Here are a few things about you at ten months. You still breastfeed on demand but you rarely do it during the day now, just in the mornings and evenings. You're a very good eater generally and you love baby pesto and pasta. You also love yoghurt and breadsticks. You still only have 8 teeth though. You haven't had any new teeth for a couple of months now but you are starting to chew again and I think some more are coming through at the back.
You can crawl as fast as I can jog, lol. You love to climb the stairs and you have learnt to climb off the sofa, bed and stairs feet first instead of lunging head first. You wave hello and bye bye. You love to clap your hands for everyone. You are learning to point to your head when we ask, 'Where's Chloe's head?', and fingers and so on. You can cruise easily while holding on to furniture, and you can walk with your first steps pram. You point at all the things that excite you and I tell you about them. You give slobbery kisses when we ask for them. They are the most wonderful kisses in the world.
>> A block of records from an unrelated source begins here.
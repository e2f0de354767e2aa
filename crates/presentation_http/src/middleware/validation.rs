//! Validated JSON bodies
//!
//! `ValidatedJson<T>` deserializes like `Json<T>` and then runs the
//! `validator` rules declared on `T`. Failures answer `400` with the same
//! `{error, code}` body as [`crate::error::ApiError`].

use axum::{
    Json,
    extract::{FromRequest, Request, rejection::JsonRejection},
    http::StatusCode,
    response::{IntoResponse, Response},
};
use serde::de::DeserializeOwned;
use thiserror::Error;
use validator::{Validate, ValidationErrors};

use crate::error::ErrorResponse;

#[derive(Debug, Error)]
pub enum ValidationError {
    #[error("Invalid JSON: {0}")]
    JsonError(#[from] JsonRejection),
    #[error("Validation failed: {0}")]
    ValidationFailed(String),
}

impl ValidationError {
    /// `field: message` pairs, sorted by field for stable output
    fn from_errors(errors: &ValidationErrors) -> Self {
        let mut messages: Vec<String> = errors
            .field_errors()
            .into_iter()
            .flat_map(|(field, field_errors)| {
                field_errors.iter().map(move |error| {
                    let message = error
                        .message
                        .as_ref()
                        .map_or_else(|| error.code.to_string(), ToString::to_string);
                    format!("{field}: {message}")
                })
            })
            .collect();
        messages.sort();
        Self::ValidationFailed(messages.join("; "))
    }
}

impl IntoResponse for ValidationError {
    fn into_response(self) -> Response {
        let (status, error) = match self {
            Self::JsonError(rejection) => (rejection.status(), rejection.body_text()),
            Self::ValidationFailed(msg) => (StatusCode::BAD_REQUEST, msg),
        };
        let status = if status.is_client_error() {
            status
        } else {
            StatusCode::BAD_REQUEST
        };

        let body = ErrorResponse {
            error,
            code: "validation_error".to_string(),
            details: None,
        };
        (status, Json(body)).into_response()
    }
}

/// `Json<T>` followed by `T::validate`
#[derive(Debug, Clone, Copy, Default)]
pub struct ValidatedJson<T>(pub T);

impl<T, S> FromRequest<S> for ValidatedJson<T>
where
    T: DeserializeOwned + Validate,
    S: Send + Sync,
{
    type Rejection = ValidationError;

    async fn from_request(req: Request, state: &S) -> Result<Self, Self::Rejection> {
        let Json(value) = Json::<T>::from_request(req, state).await?;
        value
            .validate()
            .map_err(|errors| ValidationError::from_errors(&errors))?;
        Ok(Self(value))
    }
}
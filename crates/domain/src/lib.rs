//! Domain layer for Koica Lang
//!
//! Contains the pronunciation scoring core, learner-facing value objects and
//! the payloads exchanged with the language model. Nothing in here performs
//! I/O; every function is a pure computation over its inputs.

pub mod entities;
pub mod errors;
pub mod fallback;
pub mod scoring;
pub mod value_objects;

pub use entities::*;
pub use errors::DomainError;
pub use fallback::{FallbackContext, ModelFallback};
pub use value_objects::*;
//! Pronunciation feedback port - qualitative assessment of what a learner said

use async_trait::async_trait;
use domain::LlmFeedback;
#[cfg(test)]
use mockall::automock;

use crate::error::ApplicationError;

/// Port producing qualitative feedback for a recognized utterance
///
/// Unparseable model output is not an error here: implementations return
/// `LlmFeedback`'s neutral fallback instead.
#[cfg_attr(test, automock)]
#[async_trait]
pub trait PronunciationFeedbackPort: Send + Sync {
    /// Assess `user_text` against an optional `expected_text`
    ///
    /// `language` is the human-readable language name, e.g. "Khmer".
    async fn analyze_pronunciation(
        &self,
        user_text: &str,
        expected_text: Option<String>,
        language: &str,
    ) -> Result<LlmFeedback, ApplicationError>;
}
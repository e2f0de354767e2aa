//! Tutor service - language-model backed feedback and conversation
//!
//! Builds prompts for the three tutoring tasks, asks the inference port for
//! JSON, and turns the raw text into typed payloads. Output that cannot be
//! parsed is replaced by the payload's neutral fallback and logged.

use std::fmt;
use std::fmt::Write as _;
use std::sync::Arc;
use std::time::{Duration, Instant};

use async_trait::async_trait;
use domain::fallback::{ModelOutput, parse_model_output};
use domain::{
    ConversationEvaluation, ConversationMessage, ConversationReply, FallbackContext, LlmFeedback,
    ModelFallback, Scenario,
};
use tracing::{debug, instrument, warn};

use super::deadline::{DEFAULT_BACKEND_TIMEOUT, within};
use crate::{
    error::ApplicationError,
    ports::{InferencePort, PronunciationFeedbackPort},
};

/// Number of most recent messages included in a reply prompt
const HISTORY_WINDOW: usize = 5;

/// Service wrapping the inference port with the tutoring prompts
pub struct TutorService {
    inference: Arc<dyn InferencePort>,
    timeout: Duration,
}

impl fmt::Debug for TutorService {
    fn fmt(&self, f: &mut fmt::Formatter<'_>) -> fmt::Result {
        f.debug_struct("TutorService")
            .field("model", &self.inference.current_model())
            .field("timeout", &self.timeout)
            .finish_non_exhaustive()
    }
}

impl TutorService {
    /// Create a tutor with the default backend timeout
    pub fn new(inference: Arc<dyn InferencePort>) -> Self {
        Self::with_timeout(inference, DEFAULT_BACKEND_TIMEOUT)
    }

    /// Create a tutor with a custom backend timeout
    pub fn with_timeout(inference: Arc<dyn InferencePort>, timeout: Duration) -> Self {
        Self { inference, timeout }
    }

    /// Qualitative feedback on what the learner said
    ///
    /// `language` is the language name, e.g. "Khmer".
    #[instrument(skip(self, user_text, expected_text), fields(text_len = user_text.len(), has_expected = expected_text.is_some()))]
    pub async fn analyze_pronunciation(
        &self,
        user_text: &str,
        expected_text: Option<&str>,
        language: &str,
    ) -> Result<LlmFeedback, ApplicationError> {
        if user_text.trim().is_empty() {
            return Err(ApplicationError::InvalidInput(
                "text must not be empty".to_string(),
            ));
        }

        let system = teacher_persona(language);
        let prompt = pronunciation_prompt(user_text, expected_text, language);
        let raw = self.generate(&system, &prompt, "pronunciation analysis").await?;

        Ok(parse_or_fallback(&raw, user_text))
    }

    /// The tutor's next line in a scenario role-play
    #[instrument(skip(self, user_input, history), fields(scenario = %scenario, history_len = history.len()))]
    pub async fn generate_reply(
        &self,
        user_input: &str,
        history: &[ConversationMessage],
        scenario: Scenario,
        language: &str,
    ) -> Result<ConversationReply, ApplicationError> {
        if user_input.trim().is_empty() {
            return Err(ApplicationError::InvalidInput(
                "user_input must not be empty".to_string(),
            ));
        }

        let prompt = reply_prompt(user_input, history, language);
        let raw = self
            .generate(scenario.role_instruction(), &prompt, "conversation reply")
            .await?;

        Ok(parse_or_fallback(&raw, user_input))
    }

    /// Assessment of a whole practice session
    #[instrument(skip(self, history, learning_goals), fields(history_len = history.len(), goals = learning_goals.len()))]
    pub async fn evaluate_conversation(
        &self,
        history: &[ConversationMessage],
        learning_goals: &[String],
        language: &str,
    ) -> Result<ConversationEvaluation, ApplicationError> {
        if history.is_empty() {
            return Err(ApplicationError::InvalidInput(
                "conversation_history must not be empty".to_string(),
            ));
        }

        let system = format!(
            "You are evaluating a Korean volunteer's {language} language practice session."
        );
        let prompt = evaluation_prompt(history, learning_goals);
        let raw = self.generate(&system, &prompt, "conversation evaluation").await?;

        Ok(parse_or_fallback(&raw, ""))
    }

    async fn generate(
        &self,
        system: &str,
        prompt: &str,
        operation: &'static str,
    ) -> Result<String, ApplicationError> {
        let start = Instant::now();
        let result = within(
            self.timeout,
            operation,
            self.inference.generate_json(system, prompt),
        )
        .await?;

        debug!(
            operation,
            model = %result.model,
            tokens = ?result.tokens_used,
            elapsed_ms = start.elapsed().as_millis(),
            "Model responded"
        );

        Ok(result.content)
    }
}

#[async_trait]
impl PronunciationFeedbackPort for TutorService {
    async fn analyze_pronunciation(
        &self,
        user_text: &str,
        expected_text: Option<String>,
        language: &str,
    ) -> Result<LlmFeedback, ApplicationError> {
        Self::analyze_pronunciation(self, user_text, expected_text.as_deref(), language).await
    }
}

/// Typed payload from model text, or its fallback
fn parse_or_fallback<T: ModelFallback>(raw: &str, user_text: &str) -> T {
    let output = parse_model_output::<T>(&FallbackContext::new(raw, user_text));
    if let ModelOutput::Recovered { reason, .. } = &output {
        warn!(kind = T::KIND, reason = %reason, "Model output was not valid JSON, using fallback");
    }
    output.into_inner()
}

fn teacher_persona(language: &str) -> String {
    format!(
        "You are a {language} language teacher helping Korean volunteers learn practical conversation skills."
    )
}

fn pronunciation_prompt(user_text: &str, expected_text: Option<&str>, language: &str) -> String {
    let mut prompt = format!("Analyze this {language} speech:\nUser said: \"{user_text}\"\n");
    if let Some(expected) = expected_text.filter(|e| !e.is_empty()) {
        let _ = writeln!(prompt, "Expected: \"{expected}\"");
    }
    let _ = write!(
        prompt,
        r#"
Provide a detailed analysis in JSON format:
{{
    "accuracy_score": 0-100,
    "pronunciation_feedback": "Clear, specific feedback in Korean",
    "grammar_feedback": "Grammar notes in Korean",
    "naturalness_score": 0-100,
    "suggestions": ["Practical improvement tips in Korean"],
    "correct_version": "Corrected {language} text if needed"
}}

Focus on practical communication, not academic perfection. Be encouraging but honest."#
    );
    prompt
}

/// Conversation lines as `role: content`, one per line
fn transcript(messages: &[ConversationMessage]) -> String {
    messages
        .iter()
        .map(ConversationMessage::transcript_line)
        .collect::<Vec<_>>()
        .join("\n")
}

fn reply_prompt(user_input: &str, history: &[ConversationMessage], language: &str) -> String {
    let recent = &history[history.len().saturating_sub(HISTORY_WINDOW)..];
    format!(
        r#"Previous conversation:
{context}

User just said: "{user_input}"

Generate a natural response in {language} that:
1. Continues the conversation naturally
2. Uses vocabulary appropriate for the scenario
3. Keeps responses short and conversational (1-2 sentences)
4. Helps the learner practice practical phrases

Respond in JSON format:
{{
    "response_text": "Your {language} response",
    "response_translation_kr": "한국어 번역",
    "key_phrases": ["Important phrases from your response with Korean translation"],
    "cultural_note": "Optional cultural tip in Korean"
}}"#,
        context = transcript(recent),
    )
}
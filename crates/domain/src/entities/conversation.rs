//! Messages exchanged during a practice conversation

use serde::{Deserialize, Serialize};
use std::fmt;

/// Who authored a conversation message
#[derive(Debug, Clone, Copy, PartialEq, Eq, Hash, Serialize, Deserialize)]
#[serde(rename_all = "lowercase")]
pub enum MessageRole {
    User,
    #[serde(alias = "ai", alias = "model")]
    Assistant,
}

impl fmt::Display for MessageRole {
    fn fmt(&self, f: &mut fmt::Formatter<'_>) -> fmt::Result {
        match self {
            Self::User => write!(f, "user"),
            Self::Assistant => write!(f, "assistant"),
        }
    }
}

/// One turn of a conversation as the client keeps it
#[derive(Debug, Clone, PartialEq, Eq, Serialize, Deserialize)]
pub struct ConversationMessage {
    pub role: MessageRole,
    pub content: String,
    #[serde(default, skip_serializing_if = "Option::is_none")]
    pub timestamp: Option<String>,
}

impl ConversationMessage {
    #[must_use]
    pub fn user(content: impl Into<String>) -> Self {
        Self {
            role: MessageRole::User,
            content: content.into(),
            timestamp: None,
        }
    }

    #[must_use]
    pub fn assistant(content: impl Into<String>) -> Self {
        Self {
            role: MessageRole::Assistant,
            content: content.into(),
            timestamp: None,
        }
    }

    /// `role: content` line used when rendering a transcript for the model
    #[must_use]
    pub fn transcript_line(&self) -> String {
        format!("{}: {}", self.role, self.content)
    }
}
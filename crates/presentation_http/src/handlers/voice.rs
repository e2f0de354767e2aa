//! Voice endpoints: transcription, synthesis and pronunciation evaluation

use application::{SynthesisOptions, VoiceDescriptor, VoiceGender};
use axum::{
    Json,
    extract::{Multipart, Query, State},
    http::header::{CONTENT_DISPOSITION, CONTENT_TYPE},
    response::{IntoResponse, Response},
};
use domain::{PronunciationOutcome, Recommendation, TranscriptionResult, WordAnalysis};
use serde::{Deserialize, Serialize};
use tracing::instrument;
use validator::Validate;

use super::common::{ApiResponse, AudioForm, ok};
use crate::{error::ApiError, middleware::ValidatedJson, state::AppState};

/// Query parameters accepted next to an audio upload
#[derive(Debug, Default, Deserialize)]
pub struct VoiceQuery {
    pub language_code: Option<String>,
    pub expected_text: Option<String>,
}

/// Speech to text with per-word timing
#[instrument(skip(state, query, multipart))]
pub async fn transcribe(
    State(state): State<AppState>,
    Query(query): Query<VoiceQuery>,
    multipart: Multipart,
) -> Result<Json<ApiResponse<TranscriptionResult>>, ApiError> {
    let form = AudioForm::read(multipart).await?;
    let language_code =
        state.language_or_default(form.field_or("language_code", query.language_code.as_deref()));

    let result = state.speech.transcribe(form.audio, &language_code).await?;
    Ok(ok(result))
}

#[derive(Debug, Deserialize, Validate)]
pub struct SynthesizeRequest {
    #[validate(length(min = 1, max = 5000, message = "must be between 1 and 5000 characters"))]
    pub text: String,
    #[serde(default)]
    pub language_code: Option<String>,
    /// NEUTRAL, MALE or FEMALE; anything else is NEUTRAL
    #[serde(default)]
    pub voice_gender: Option<String>,
    #[serde(default = "normal_speaking_rate")]
    pub speaking_rate: f32,
    #[serde(default)]
    pub pitch: f32,
}

const fn normal_speaking_rate() -> f32 {
    1.0
}

/// Text to speech, answered as an MP3 attachment
#[instrument(skip(state, request))]
pub async fn synthesize(
    State(state): State<AppState>,
    ValidatedJson(request): ValidatedJson<SynthesizeRequest>,
) -> Result<Response, ApiError> {
    let gender = request
        .voice_gender
        .as_deref()
        .map(VoiceGender::parse_or_neutral)
        .unwrap_or_default();
    let options = SynthesisOptions::new(state.language_or_default(request.language_code))
        .with_gender(gender)
        .with_speaking_rate(request.speaking_rate)
        .with_pitch(request.pitch);

    let result = state.speech.synthesize(&request.text, &options).await?;

    let headers = [
        (CONTENT_TYPE, result.mime_type),
        (
            CONTENT_DISPOSITION,
            "attachment; filename=speech.mp3".to_string(),
        ),
    ];
    Ok((headers, result.audio_data).into_response())
}

/// Score a recording, optionally against the sentence the learner read
#[instrument(skip(state, query, multipart))]
pub async fn evaluate_pronunciation(
    State(state): State<AppState>,
    Query(query): Query<VoiceQuery>,
    multipart: Multipart,
) -> Result<Json<ApiResponse<PronunciationOutcome>>, ApiError> {
    let form = AudioForm::read(multipart).await?;
    let language_code =
        state.language_or_default(form.field_or("language_code", query.language_code.as_deref()));
    let expected_text = form.text_or("expected_text", query.expected_text.as_deref());

    let outcome = state
        .pronunciation
        .evaluate(form.audio, expected_text.as_deref(), &language_code)
        .await?;
    Ok(ok(outcome))
}

#[derive(Debug, Deserialize, Validate)]
pub struct RecommendationRequest {
    #[serde(default)]
    pub word_analysis: Vec<WordAnalysis>,
    #[validate(range(min = 0.0, max = 100.0, message = "must be between 0 and 100"))]
    pub overall_score: f64,
}

/// Practice plan from a previous evaluation's word analysis
pub async fn recommendations(
    State(state): State<AppState>,
    ValidatedJson(request): ValidatedJson<RecommendationRequest>,
) -> Json<ApiResponse<Recommendation>> {
    ok(state
        .pronunciation
        .recommendations(&request.word_analysis, request.overall_score))
}

#[derive(Debug, Default, Deserialize)]
pub struct VoicesQuery {
    pub language_code: Option<String>,
}

#[derive(Debug, Clone, Serialize)]
pub struct VoiceList {
    pub language_code: String,
    pub voices: Vec<VoiceDescriptor>,
}

#[instrument(skip(state))]
pub async fn list_voices(
    State(state): State<AppState>,
    Query(query): Query<VoicesQuery>,
) -> Result<Json<ApiResponse<VoiceList>>, ApiError> {
    let language_code = state.language_or_default(query.language_code);
    let voices = state.speech.list_voices(&language_code).await?;
    Ok(ok(VoiceList {
        language_code,
        voices,
    }))
}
You absolutely love our miniature Jack Russell, Missi, and the cat, Toby. You get so excited when they come near you. Missi loves you as well and she's so good with you and so tolerant. She licks your feet to make you laugh and she guards you whenever strangers are in the house.
You like to look at books on your own now. You especially love the 'F is for Farm' book that your Great-Granny Wickens brought home from America for you. It's a brilliant book with different textures to feel, flaps to open and moving parts. You also love playing with you Little People playhouse. You've learnt to press the different noise buttons. However, no matter how many toys you have you seem to always want to play with either the TV remote control or my phone :-).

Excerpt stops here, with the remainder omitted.